The opening prayer for today’s feast speaks of God’s “untold mercy.” The word “untold” is one of those English words that is very hard to understand among people for whom English is not their first language. It would seem to indicate that the subject of God’s mercy has not been spoken aloud. However, in this context the word “untold” means “mercy beyond measure,” “mercy beyond counting.” Pope Francis loves to reference Caravaggio’s painting entitled “The Call of St. Matthew” when speaking of God’s mercy. The painting shows Matthew with his fellow toll collectors seated at a table in shadows, counting coins. Off to the side, a man is pointing out Matthew to Jesus who is gesturing to him that he should follow him. Matthew, on the other hand, is pointing to himself as if to say “Who? Me?” Caravaggio paints Matthew as being incredulous that this holy man would want to associate with him. The painting is a favorite of Pope Francis who has chosen as his motto: “calling with abundant mercy.”
We have heard the story often enough that we know that Matthew does indeed follow Jesus. The opening prayer names him as an example and intercessor for us. Just as Jesus chose Matthew, Jesus also chooses us – you and me. Jesus wants to associate with us just as he chose to associate himself with Matthew. We all have been called with abundant, untold mercy.
In his Letter to the Ephesians, St. Paul pleads that they live in a manner worthy of the call they have received. No matter what role we have been called to in the Church, we all have the same responsibility. We are to build up the body of Christ, to work for the unity of all in the Church.

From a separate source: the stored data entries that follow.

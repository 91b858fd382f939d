//! Built-in unit table

use std::sync::LazyLock;
use crate::registry::{RegistryBuilder, UnitRegistry};
use crate::rule::{
    AffinePair,
    celsius_to_fahrenheit, fahrenheit_to_celsius,
    celsius_to_kelvin, kelvin_to_celsius,
    fahrenheit_to_kelvin, kelvin_to_fahrenheit,
};

/// Global unit registry
pub static UNITS: LazyLock<UnitRegistry> = LazyLock::new(|| {
    builtin()
        .build()
        .expect("built-in unit table is valid")
});

/// Builder preloaded with the built-in categories, in display order
pub fn builtin() -> RegistryBuilder {
    let builder = UnitRegistry::builder();
    let builder = register_length_units(builder);
    let builder = register_weight_units(builder);
    let builder = register_temperature_units(builder);
    register_volume_units(builder)
}

fn register_length_units(builder: RegistryBuilder) -> RegistryBuilder {
    builder.linear("Length", "Meter", &[
        ("Meter", 1.0),
        ("Kilometer", 1000.0),
        ("Centimeter", 0.01),
        ("Millimeter", 0.001),
        ("Mile", 1609.344),
        ("Yard", 0.9144),
        ("Foot", 0.3048),
        ("Inch", 0.0254),
    ])
}

fn register_weight_units(builder: RegistryBuilder) -> RegistryBuilder {
    builder.linear("Weight", "Kilogram", &[
        ("Kilogram", 1.0),
        ("Gram", 0.001),
        ("Milligram", 0.000001),
        ("Pound", 0.45359237),
        ("Ounce", 0.028349523125),
    ])
}

fn register_temperature_units(builder: RegistryBuilder) -> RegistryBuilder {
    builder.affine("Temperature", &["Celsius", "Fahrenheit", "Kelvin"], vec![
        AffinePair::new("Celsius", "Fahrenheit", celsius_to_fahrenheit),
        AffinePair::new("Fahrenheit", "Celsius", fahrenheit_to_celsius),
        AffinePair::new("Celsius", "Kelvin", celsius_to_kelvin),
        AffinePair::new("Kelvin", "Celsius", kelvin_to_celsius),
        AffinePair::new("Fahrenheit", "Kelvin", fahrenheit_to_kelvin),
        AffinePair::new("Kelvin", "Fahrenheit", kelvin_to_fahrenheit),
    ])
}

fn register_volume_units(builder: RegistryBuilder) -> RegistryBuilder {
    // US customary liquid measures
    builder.linear("Volume", "Liter", &[
        ("Liter", 1.0),
        ("Milliliter", 0.001),
        ("Gallon", 3.785411784),
        ("Quart", 0.946352946),
        ("Pint", 0.473176473),
        ("Cup", 0.2365882365),
    ])
}

#[cfg(test)]
mod tests {
    use super::*;

    #[test]
    fn test_builtin_builds() {
        assert!(builtin().build().is_ok());
    }

    #[test]
    fn test_categories_in_display_order() {
        assert_eq!(UNITS.list_categories(), vec!["Length", "Weight", "Temperature", "Volume"]);
    }

    #[test]
    fn test_temperature_defines_all_six_pairs() {
        let temp = UNITS.category("Temperature").unwrap();
        let names = temp.unit_names();
        let mut count = 0;
        for from in &names {
            for to in &names {
                if from != to {
                    assert!(temp.pair(from, to).is_some(), "{} -> {}", from, to);
                    count += 1;
                }
            }
        }
        assert_eq!(count, 6);
    }

    #[test]
    fn test_base_units() {
        assert_eq!(UNITS.base_unit("Length").unwrap(), Some("Meter"));
        assert_eq!(UNITS.base_unit("Weight").unwrap(), Some("Kilogram"));
        assert_eq!(UNITS.base_unit("Volume").unwrap(), Some("Liter"));
    }
}
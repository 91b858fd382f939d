//! SolverHub MCP Server
//!
//! Line-delimited JSON-RPC 2.0 over stdio. stdout carries protocol
//! messages only; logs go to stderr.
//!
//! Tools:
//! - convert: Convert a value between units of a category
//! - format_conversion: Convert and render for display
//! - list_categories: List unit categories
//! - list_units: List units of a category
//! - help: Documentation for a tool

mod config;
mod server;

use std::io::{self, BufRead, IsTerminal, Write};
use tracing::{debug, error, info, warn};

use config::ServerConfig;
use server::{Server, PROTOCOL_VERSION, SERVER_VERSION};

fn main() {
    let (config, warnings) = ServerConfig::from_env();

    tracing_subscriber::fmt()
        .with_writer(io::stderr)
        .with_max_level(config.log_level)
        .with_ansi(io::stderr().is_terminal())
        .init();

    for warning in &warnings {
        warn!("{}", warning);
    }

    let server = Server::new(&config);

    info!(version = SERVER_VERSION, protocol = PROTOCOL_VERSION, "SolverHub MCP server started");
    debug!(?config, "configuration");

    let stdin = io::stdin();
    let mut reader = io::BufReader::new(stdin.lock());

    loop {
        let mut line = String::new();
        match reader.read_line(&mut line) {
            Ok(0) => {
                info!("client disconnected (EOF)");
                break;
            }
            Ok(_) => {
                let Some(response) = server.handle_line(&line) else {
                    continue;
                };

                let response_json = match serde_json::to_string(&response) {
                    Ok(json) => json,
                    Err(e) => {
                        error!(error = %e, "failed to serialize response");
                        continue;
                    }
                };

                let mut stdout = io::stdout().lock();
                if let Err(e) = writeln!(stdout, "{}", response_json).and_then(|_| stdout.flush()) {
                    error!(error = %e, "failed to write response");
                    break;
                }
            }
            Err(e) => {
                error!(error = %e, "failed to read input");
                break;
            }
        }
    }

    info!("server shutting down");
}
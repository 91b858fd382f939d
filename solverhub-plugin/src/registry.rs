//! Plugin Registry

use crate::{EvalContext, FunctionMeta, FunctionPlugin};
use solverhub_core::{SolverError, Value};
use std::collections::{HashMap, HashSet};
use std::sync::Arc;

/// Central plugin registry
pub struct PluginRegistry {
    functions: HashMap<String, Arc<dyn FunctionPlugin>>,
}

impl PluginRegistry {
    pub fn new() -> Self {
        Self {
            functions: HashMap::new(),
        }
    }

    pub fn with_function<F: FunctionPlugin + 'static>(mut self, f: F) -> Self {
        let name = f.meta().name.to_lowercase();
        self.functions.insert(name, Arc::new(f));
        self
    }

    pub fn get_function(&self, name: &str) -> Option<&dyn FunctionPlugin> {
        self.functions.get(&name.to_lowercase()).map(|f| f.as_ref())
    }

    /// Sorted names of every registered function
    pub fn function_names(&self) -> Vec<String> {
        let mut names: Vec<String> = self.functions.keys().cloned().collect();
        names.sort();
        names
    }

    /// Call a function by name. Unknown names produce `UNDEFINED_FUNC`
    /// with the closest registered names as a hint.
    pub fn call_function(&self, name: &str, args: &[Value], ctx: &EvalContext) -> Value {
        if let Some(f) = self.get_function(name) {
            return f.call(args, ctx);
        }

        let err = SolverError::undefined_func(name);
        let similar = self.similar_names(name, 3);
        if similar.is_empty() {
            return Value::Error(err);
        }
        Value::Error(err.with_suggestion(format!("Similar: {}", similar.join(", "))))
    }

    /// Registered names closest to `name`, best first
    pub fn similar_names(&self, name: &str, limit: usize) -> Vec<String> {
        let query = name.to_lowercase();
        let mut scored: Vec<(usize, &String)> = self.functions.keys()
            .map(|candidate| (closeness(&query, candidate), candidate))
            .filter(|(score, _)| *score > 0)
            .collect();

        scored.sort_by(|a, b| b.0.cmp(&a.0).then_with(|| a.1.cmp(b.1)));
        scored.into_iter().take(limit).map(|(_, n)| n.clone()).collect()
    }

    pub fn help(&self, name: Option<&str>) -> Value {
        match name {
            Some(n) => self.help_for(n),
            None => self.general_help(),
        }
    }

    fn help_for(&self, name: &str) -> Value {
        match self.functions.get(&name.to_lowercase()) {
            Some(f) => Value::Object(Self::function_to_help(f.meta())),
            None => Value::Error(SolverError::new(
                solverhub_core::codes::NOT_FOUND,
                format!("No function named '{}'", name),
            )),
        }
    }

    fn general_help(&self) -> Value {
        let mut funcs_by_cat: HashMap<String, Vec<String>> = HashMap::new();
        for name in self.function_names() {
            if let Some(f) = self.functions.get(&name) {
                funcs_by_cat.entry(f.meta().category.to_string()).or_default().push(name);
            }
        }

        let mut help = HashMap::new();
        help.insert("functions".to_string(),
            Value::Object(funcs_by_cat.into_iter()
                .map(|(k, v)| (k, Value::List(v.into_iter().map(Value::Text).collect())))
                .collect()));
        help.insert("usage".to_string(),
            Value::Text("Call help('function_name') for detailed help.".to_string()));

        Value::Object(help)
    }

    fn function_to_help(meta: FunctionMeta) -> HashMap<String, Value> {
        let mut help = HashMap::new();
        help.insert("name".to_string(), Value::Text(meta.name.to_string()));
        help.insert("description".to_string(), Value::Text(meta.description.to_string()));
        help.insert("usage".to_string(), Value::Text(meta.usage.to_string()));
        help.insert("returns".to_string(), Value::Text(meta.returns.to_string()));
        help.insert("category".to_string(), Value::Text(meta.category.to_string()));
        help.insert("args".to_string(), Value::List(
            meta.args.iter().map(|a| {
                let mut arg = HashMap::new();
                arg.insert("name".to_string(), Value::Text(a.name.to_string()));
                arg.insert("type".to_string(), Value::Text(a.typ.to_string()));
                arg.insert("description".to_string(), Value::Text(a.description.to_string()));
                arg.insert("optional".to_string(), Value::Bool(a.optional));
                Value::Object(arg)
            }).collect()
        ));
        help.insert("examples".to_string(), Value::List(
            meta.examples.iter().map(|e| Value::Text(e.to_string())).collect()
        ));
        help.insert("related".to_string(), Value::List(
            meta.related.iter().map(|r| Value::Text(r.to_string())).collect()
        ));
        help
    }
}

impl Default for PluginRegistry {
    fn default() -> Self {
        Self::new()
    }
}

/// Shared prefix weighs more than shared letters. Zero when fewer than
/// half of the query's letters occur in the candidate.
fn closeness(query: &str, candidate: &str) -> usize {
    let letters: HashSet<char> = candidate.chars().collect();
    let shared = query.chars().filter(|c| letters.contains(c)).count();
    if shared * 2 < query.chars().count() {
        return 0;
    }

    let prefix = query.chars().zip(candidate.chars())
        .take_while(|(a, b)| a == b)
        .count();
    prefix * 10 + shared
}

#[cfg(test)]
mod tests {
    use super::*;
    use crate::ArgMeta;

    struct Double;

    static DOUBLE_ARGS: [ArgMeta; 1] = [ArgMeta::required("x", "Number", "Value to double")];

    impl FunctionPlugin for Double {
        fn meta(&self) -> FunctionMeta {
            FunctionMeta {
                name: "double",
                description: "Double a number",
                usage: "double(x)",
                args: &DOUBLE_ARGS,
                returns: "Number",
                examples: &["double(2) → 4"],
                category: "test",
                related: &[],
            }
        }

        fn call(&self, args: &[Value], _ctx: &EvalContext) -> Value {
            match args.first().and_then(Value::as_number) {
                Some(x) => Value::Number(x * 2.0),
                None => Value::Error(SolverError::arg_count("double", 1, args.len())),
            }
        }
    }

    fn ctx() -> EvalContext {
        EvalContext::new(Arc::new(PluginRegistry::new().with_function(Double)))
    }

    #[test]
    fn test_call_is_case_insensitive() {
        let ctx = ctx();
        assert_eq!(ctx.call("DOUBLE", &[Value::Number(2.0)]), Value::Number(4.0));
    }

    #[test]
    fn test_unknown_function_suggests_similar() {
        let ctx = ctx();
        let result = ctx.call("doubel", &[]);
        let err = result.as_error().unwrap();
        assert_eq!(err.code, solverhub_core::codes::UNDEFINED_FUNC);
        assert!(err.suggestion.as_deref().unwrap().contains("double"));
    }

    #[test]
    fn test_help_for_function() {
        let ctx = ctx();
        let help = ctx.registry.help(Some("double"));
        let obj = help.as_object().unwrap();
        assert_eq!(obj.get("usage").and_then(Value::as_text), Some("double(x)"));
        assert_eq!(obj.get("args").and_then(Value::as_list).map(|a| a.len()), Some(1));
    }

    #[test]
    fn test_help_for_missing_function() {
        let ctx = ctx();
        assert!(ctx.registry.help(Some("nope")).is_error());
    }

    #[test]
    fn test_unrelated_name_has_no_hint() {
        let ctx = ctx();
        let result = ctx.call("xyz", &[]);
        let suggestion = result.as_error().unwrap().suggestion.as_deref().unwrap();
        assert!(!suggestion.contains("Similar"));
    }

    #[test]
    fn test_closeness_prefers_shared_prefix() {
        assert!(closeness("convrt", "convert") > closeness("convrt", "format_conversion"));
        assert_eq!(closeness("xyz", "double"), 0);
    }

    #[test]
    fn test_required_count() {
        let args = [
            ArgMeta::required("a", "Number", "a"),
            ArgMeta::optional("b", "Text", "b", "x"),
        ];
        assert_eq!(ArgMeta::required_count(&args), 1);
    }
}
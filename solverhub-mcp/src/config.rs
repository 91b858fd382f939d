//! Server configuration from environment variables

use solverhub_plugin::EvalContext;
use std::str::FromStr;
use tracing::Level;

pub const ENV_LOG: &str = "SOLVERHUB_LOG";
pub const ENV_MAX_FRACTION_DIGITS: &str = "SOLVERHUB_MAX_FRACTION_DIGITS";
pub const ENV_PLACEHOLDER: &str = "SOLVERHUB_PLACEHOLDER";

const MAX_FRACTION_DIGITS_LIMIT: usize = 20;

#[derive(Debug, Clone, PartialEq)]
pub struct ServerConfig {
    pub log_level: Level,
    pub max_fraction_digits: usize,
    pub placeholder: String,
}

impl Default for ServerConfig {
    fn default() -> Self {
        ServerConfig {
            log_level: Level::INFO,
            max_fraction_digits: solverhub_plugin::DEFAULT_FRACTION_DIGITS,
            placeholder: solverhub_plugin::DEFAULT_PLACEHOLDER.to_string(),
        }
    }
}

impl ServerConfig {
    /// Read configuration from the process environment. Returns the
    /// config plus warnings for values that were ignored; logging is not
    /// set up yet when this runs.
    pub fn from_env() -> (Self, Vec<String>) {
        Self::from_lookup(|key| std::env::var(key).ok())
    }

    pub fn from_lookup<F>(lookup: F) -> (Self, Vec<String>)
    where
        F: Fn(&str) -> Option<String>,
    {
        let mut config = ServerConfig::default();
        let mut warnings = Vec::new();

        if let Some(raw) = lookup(ENV_LOG) {
            match Level::from_str(raw.trim()) {
                Ok(level) => config.log_level = level,
                Err(_) => warnings.push(format!("{}: unknown level '{}', using {}", ENV_LOG, raw, config.log_level)),
            }
        }

        if let Some(raw) = lookup(ENV_MAX_FRACTION_DIGITS) {
            match raw.trim().parse::<usize>() {
                Ok(digits) if digits <= MAX_FRACTION_DIGITS_LIMIT => config.max_fraction_digits = digits,
                Ok(digits) => {
                    config.max_fraction_digits = MAX_FRACTION_DIGITS_LIMIT;
                    warnings.push(format!("{}: {} clamped to {}", ENV_MAX_FRACTION_DIGITS, digits, MAX_FRACTION_DIGITS_LIMIT));
                }
                Err(_) => warnings.push(format!(
                    "{}: '{}' is not a digit count, using {}",
                    ENV_MAX_FRACTION_DIGITS, raw, config.max_fraction_digits
                )),
            }
        }

        if let Some(raw) = lookup(ENV_PLACEHOLDER) {
            config.placeholder = raw;
        }

        (config, warnings)
    }

    /// Apply display settings to an evaluation context
    pub fn apply(&self, ctx: EvalContext) -> EvalContext {
        ctx.with_fraction_digits(self.max_fraction_digits)
            .with_placeholder(self.placeholder.clone())
    }
}

#[cfg(test)]
mod tests {
    use super::*;
    use std::collections::HashMap;

    fn lookup(pairs: &[(&str, &str)]) -> impl Fn(&str) -> Option<String> {
        let map: HashMap<String, String> = pairs.iter()
            .map(|(k, v)| (k.to_string(), v.to_string()))
            .collect();
        move |key| map.get(key).cloned()
    }

    #[test]
    fn test_defaults() {
        let (config, warnings) = ServerConfig::from_lookup(lookup(&[]));
        assert_eq!(config, ServerConfig::default());
        assert_eq!(config.max_fraction_digits, 3);
        assert_eq!(config.placeholder, "...");
        assert!(warnings.is_empty());
    }

    #[test]
    fn test_reads_values() {
        let (config, warnings) = ServerConfig::from_lookup(lookup(&[
            (ENV_LOG, "debug"),
            (ENV_MAX_FRACTION_DIGITS, "5"),
            (ENV_PLACEHOLDER, "--"),
        ]));
        assert_eq!(config.log_level, Level::DEBUG);
        assert_eq!(config.max_fraction_digits, 5);
        assert_eq!(config.placeholder, "--");
        assert!(warnings.is_empty());
    }

    #[test]
    fn test_invalid_values_fall_back() {
        let (config, warnings) = ServerConfig::from_lookup(lookup(&[
            (ENV_LOG, "loud"),
            (ENV_MAX_FRACTION_DIGITS, "many"),
        ]));
        assert_eq!(config.log_level, Level::INFO);
        assert_eq!(config.max_fraction_digits, 3);
        assert_eq!(warnings.len(), 2);
    }

    #[test]
    fn test_fraction_digits_clamped() {
        let (config, warnings) = ServerConfig::from_lookup(lookup(&[(ENV_MAX_FRACTION_DIGITS, "99")]));
        assert_eq!(config.max_fraction_digits, MAX_FRACTION_DIGITS_LIMIT);
        assert_eq!(warnings.len(), 1);
    }
}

It should come as no surprise that a consistent theme running through St. Matthew’s Gospel is the primacy of forgiveness and reconciliation in the Christian vocation. He had been a beneficiary of God’s mercy and compassion. Jesus used the call of Matthew to remind us that he came to call sinners, not the just. This is the way that we are to build up the Body of Christ, by bringing forgiveness and reconciliation to all, particularly to those who are in most need of it.